Your response must be the entire set of entries, reproduced word for word.

════════════════

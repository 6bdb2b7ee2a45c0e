//! Tests for the full validation pipeline.

use super::*;
use crate::schema::*;

#[test]
fn default_config_validates() {
    let config = ConfbotConfig::default();
    assert!(validate(&config).is_ok());
}

#[test]
fn catches_port_zero() {
    let mut config = ConfbotConfig::default();
    config.server.port = 0;
    let err = validate(&config).unwrap_err().to_string();
    assert!(err.contains("server.port"));
}

#[test]
fn catches_port_too_large() {
    let mut config = ConfbotConfig::default();
    config.server.port = 70_000;
    let err = validate(&config).unwrap_err().to_string();
    assert!(err.contains("server.port"));
}

#[test]
fn catches_non_http_endpoint() {
    let mut config = ConfbotConfig::default();
    config.completion.endpoint = "ftp://example.com".into();
    let err = validate(&config).unwrap_err().to_string();
    assert!(err.contains("completion.endpoint"));
}

#[test]
fn catches_temperature_out_of_range() {
    let mut config = ConfbotConfig::default();
    config.completion.temperature = 3.5;
    let err = validate(&config).unwrap_err().to_string();
    assert!(err.contains("completion.temperature"));
}

#[test]
fn catches_zero_permit_limit() {
    let mut config = ConfbotConfig::default();
    config.rate_limit.permit_limit = 0;
    let err = validate(&config).unwrap_err().to_string();
    assert!(err.contains("rate_limit.permit_limit"));
}

#[test]
fn catches_zero_stream_buffer() {
    let mut config = ConfbotConfig::default();
    config.sessions.stream_buffer = 0;
    let err = validate(&config).unwrap_err().to_string();
    assert!(err.contains("sessions.stream_buffer"));
}

#[test]
fn zero_guards_are_valid() {
    let mut config = ConfbotConfig::default();
    config.sessions.idle_ttl_secs = 0;
    config.sessions.max_tool_rounds = 0;
    config.rate_limit.queue_limit = 0;
    assert!(validate(&config).is_ok());
}

#[test]
fn collects_multiple_errors() {
    let mut config = ConfbotConfig::default();
    config.server.port = 0;
    config.rate_limit.window_secs = 0;
    config.completion.max_tokens = 0;
    let err = validate(&config).unwrap_err().to_string();
    assert!(err.contains("server.port"));
    assert!(err.contains("rate_limit.window_secs"));
    assert!(err.contains("completion.max_tokens"));
}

════════════════

▸ **EXERCISE RESPONSE**:
repository 6bdb2b7ee2a45c0e
//! Tests for the full validation pipeline.

use super::*;
use crate::schema::*;

#[test]
fn default_config_validates() {
    let config = ConfbotConfig::default();
    assert!(validate(&config).is_ok());
}

#[test]
fn catches_port_zero() {
    let mut config = ConfbotConfig::default();
    config.server.port = 0;
    let err = validate(&config).unwrap_err().to_string();
    assert!(err.contains("server.port"));
}

#[test]
fn catches_port_too_large() {
    let mut config = ConfbotConfig::default();
    config.server.port = 70_000;
    let err = validate(&config).unwrap_err().to_string();
    assert!(err.contains("server.port"));
}

#[test]
fn catches_non_http_endpoint() {
    let mut config = ConfbotConfig::default();
    config.completion.endpoint = "ftp://example.com".into();
    let err = validate(&config).unwrap_err().to_string();
    assert!(err.contains("completion.endpoint"));
}

#[test]
fn catches_temperature_out_of_range() {
    let mut config = ConfbotConfig::default();
    config.completion.temperature = 3.5;
    let err = validate(&config).unwrap_err().to_string();
    assert!(err.contains("completion.temperature"));
}

#[test]
fn catches_zero_permit_limit() {
    let mut config = ConfbotConfig::default();
    config.rate_limit.permit_limit = 0;
    let err = validate(&config).unwrap_err().to_string();
    assert!(err.contains("rate_limit.permit_limit"));
}

#[test]
fn catches_zero_stream_buffer() {
    let mut config = ConfbotConfig::default();
    config.sessions.stream_buffer = 0;
    let err = validate(&config).unwrap_err().to_string();
    assert!(err.contains("sessions.stream_buffer"));
}

#[test]
fn zero_guards_are_valid() {
    let mut config = ConfbotConfig::default();
    config.sessions.idle_ttl_secs = 0;
    config.sessions.max_tool_rounds = 0;
    config.rate_limit.queue_limit = 0;
    assert!(validate(&config).is_ok());
}

#[test]
fn collects_multiple_errors() {
    let mut config = ConfbotConfig::default();
    config.server.port = 0;
    config.rate_limit.window_secs = 0;
    config.completion.max_tokens = 0;
    let err = validate(&config).unwrap_err().to_string();
    assert!(err.contains("server.port"));
    assert!(err.contains("rate_limit.window_secs"));
    assert!(err.contains("completion.max_tokens"));
}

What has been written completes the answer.